Distance-Aware Learning for Inductive Link Prediction on Temporal Networks.

作者信息

Pan Zhiqiang, Cai Fei, Liu Xinwang, Chen Honghui

出版信息

IEEE Trans Neural Netw Learn Syst. 2025 Jan;36(1):978-990. doi: 10.1109/TNNLS.2023.3328924. Epub 2025 Jan 7.

Abstract

Inductive link prediction on temporal networks aims to predict the future links associated with node(s) unseen in the historical timestamps. Existing methods generate the predictions mainly by learning node representation from the node/edge attributes as well as the network dynamics or by measuring the distance between nodes on the temporal network structure. However, the attribute information is unavailable in many realistic applications and the structure-aware methods highly rely on nodes' common neighbors, which are difficult to accurately detect, especially in sparse temporal networks. Thus, we propose a distance-aware learning (DEAL) approach for inductive link prediction on temporal networks.
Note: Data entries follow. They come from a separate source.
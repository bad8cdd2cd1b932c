//! settings / set 命令处理

use anyhow::{Context, Result};
use clap::Args;
use std::path::PathBuf;

use super::{open_settings, parse_value};
use crate::cli::output::format_settings;
use crate::notifier::{OverlayNotifier, Settings};

/// settings 命令参数
#[derive(Args)]
pub struct SettingsArgs {
    /// 输出 JSON 格式
    #[arg(long)]
    pub json: bool,
    /// 设置文件路径
    #[arg(long)]
    pub config: Option<PathBuf>,
}

/// set 命令参数
#[derive(Args)]
pub struct SetArgs {
    /// 设置项 key（如 serverUrl、duration、corner）
    pub key: String,
    /// 新值，能解析为 JSON 时按 JSON 处理
    pub value: String,
    /// 设置文件路径
    #[arg(long)]
    pub config: Option<PathBuf>,
}

/// 打印设置项
pub async fn handle_settings(args: SettingsArgs) -> Result<()> {
    let file = open_settings(args.config);
    let notifier = OverlayNotifier::from_settings_file(file.clone())
        .with_context(|| format!("Failed to load settings from {}", file.path().display()))?;

    println!("{}", format_settings(&notifier.settings(), args.json));
    Ok(())
}

/// 校验并持久化一个设置项
pub async fn handle_set(args: SetArgs) -> Result<()> {
    let file = open_settings(args.config);
    let notifier = OverlayNotifier::from_settings_file(file.clone())
        .with_context(|| format!("Failed to load settings from {}", file.path().display()))?;

    notifier
        .put_setting(&args.key, parse_value(&args.value))
        .with_context(|| format!("Failed to update setting '{}'", args.key))?;

    println!("{} updated in {}", args.key, file.path().display());
    Ok(())
}
impl Corner {
    /// 解析设置值，未知值返回 None
    pub fn parse(s: &str) -> Option<Self> {
        match s.trim().to_lowercase().as_str() {
            "top_start" => Some(Self::TopStart),
            "top_end" => Some(Self::TopEnd),
            "bottom_start" => Some(Self::BottomStart),
            "bottom_end" => Some(Self::BottomEnd),
            _ => None,
        }
    }

    pub fn as_str(&self) -> &'static str {
        match self {
            Self::TopStart => "top_start",
            Self::TopEnd => "top_end",
            Self::BottomStart => "bottom_start",
            Self::BottomEnd => "bottom_end",
        }
    }
}

/// 通知器配置快照
#[derive(Debug, Clone, PartialEq, Serialize, Deserialize)]
#[serde(rename_all = "camelCase", default)]
pub struct NotifierConfig {
    /// 标识符（写入 payload 的 id 字段）
    pub id: String,
    /// 渲染端地址，如 http://192.168.1.1:5001/notify
    pub server_url: String,
    /// 显示时长（秒），也是两次投递之间的最小间隔
    #[serde(deserialize_with = "lenient_duration")]
    pub duration: u64,
    #[serde(deserialize_with = "lenient_corner")]
    pub corner: Corner,
    pub large_icon: String,
    pub small_icon: String,
    pub small_icon_color: String,
    /// 接受自签名/无效证书。渲染端是局域网内用户自己的设备，默认开启
    #[serde(deserialize_with = "lenient_bool")]
    pub accept_invalid_certs: bool,
    #[serde(rename = "requestTimeout", deserialize_with = "lenient_request_timeout")]
    pub request_timeout_secs: u64,
    #[serde(rename = "fetchTimeout", deserialize_with = "lenient_fetch_timeout")]
    pub fetch_timeout_secs: u64,
}

impl Default for NotifierConfig {
    fn default() -> Self {
        Self {
            id: String::new(),
            server_url: String::new(),
            duration: DEFAULT_DURATION_SECS,
            corner: Corner::default(),
            large_icon: DEFAULT_LARGE_ICON.to_string(),
            small_icon: DEFAULT_SMALL_ICON.to_string(),
            small_icon_color: DEFAULT_SMALL_ICON_COLOR.to_string(),
            accept_invalid_certs: true,
            request_timeout_secs: DEFAULT_REQUEST_TIMEOUT_SECS,
            fetch_timeout_secs: DEFAULT_FETCH_TIMEOUT_SECS,
        }
    }
}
Specifically, we first design an adaptive sampling method to extract temporal adaptive walks for nodes, increasing the probability of including the common neighbors between nodes. Then, we design a dual-channel distance measuring component, which simultaneously measures the distance between nodes in the embedding space and on the dynamic graph structure for predicting future inductive edges. Extensive experiments are conducted on three public temporal network datasets, i.e., MathOverflow, AskUbuntu, and StackOverflow. The experimental results validate the superiority of DEAL over the state-of-the-art baselines in terms of accuracy, area under the ROC curve (AUC), and average precision (AP), where the improvements are especially obvious in scenarios with only limited data.

摘要

时间网络上的归纳链接预测旨在预测与历史时间戳中未出现的节点相关的未来链接。现有方法主要通过从节点/边属性以及网络动态中学习节点表示,或者通过测量时间网络结构上节点之间的距离来生成预测。然而,在许多实际应用中属性信息不可用,并且结构感知方法高度依赖于节点的共同邻居,而这些邻居很难准确检测,尤其是在稀疏时间网络中。因此,我们提出了一种用于时间网络归纳链接预测的距离感知学习(DEAL)方法。具体来说,我们首先设计一种自适应采样方法来为节点提取时间自适应游走,增加包含节点之间共同邻居的概率。然后,我们设计一个双通道距离测量组件,它同时测量嵌入空间中节点之间以及动态图结构上节点之间的距离,以预测未来的归纳边。我们在三个公共时间网络数据集上进行了广泛的实验,即MathOverflow、AskUbuntu和StackOverflow。实验结果验证了DEAL在准确性、ROC曲线下面积(AUC)和平均精度(AP)方面优于现有最先进的基线方法,在数据有限的场景中改进尤为明显。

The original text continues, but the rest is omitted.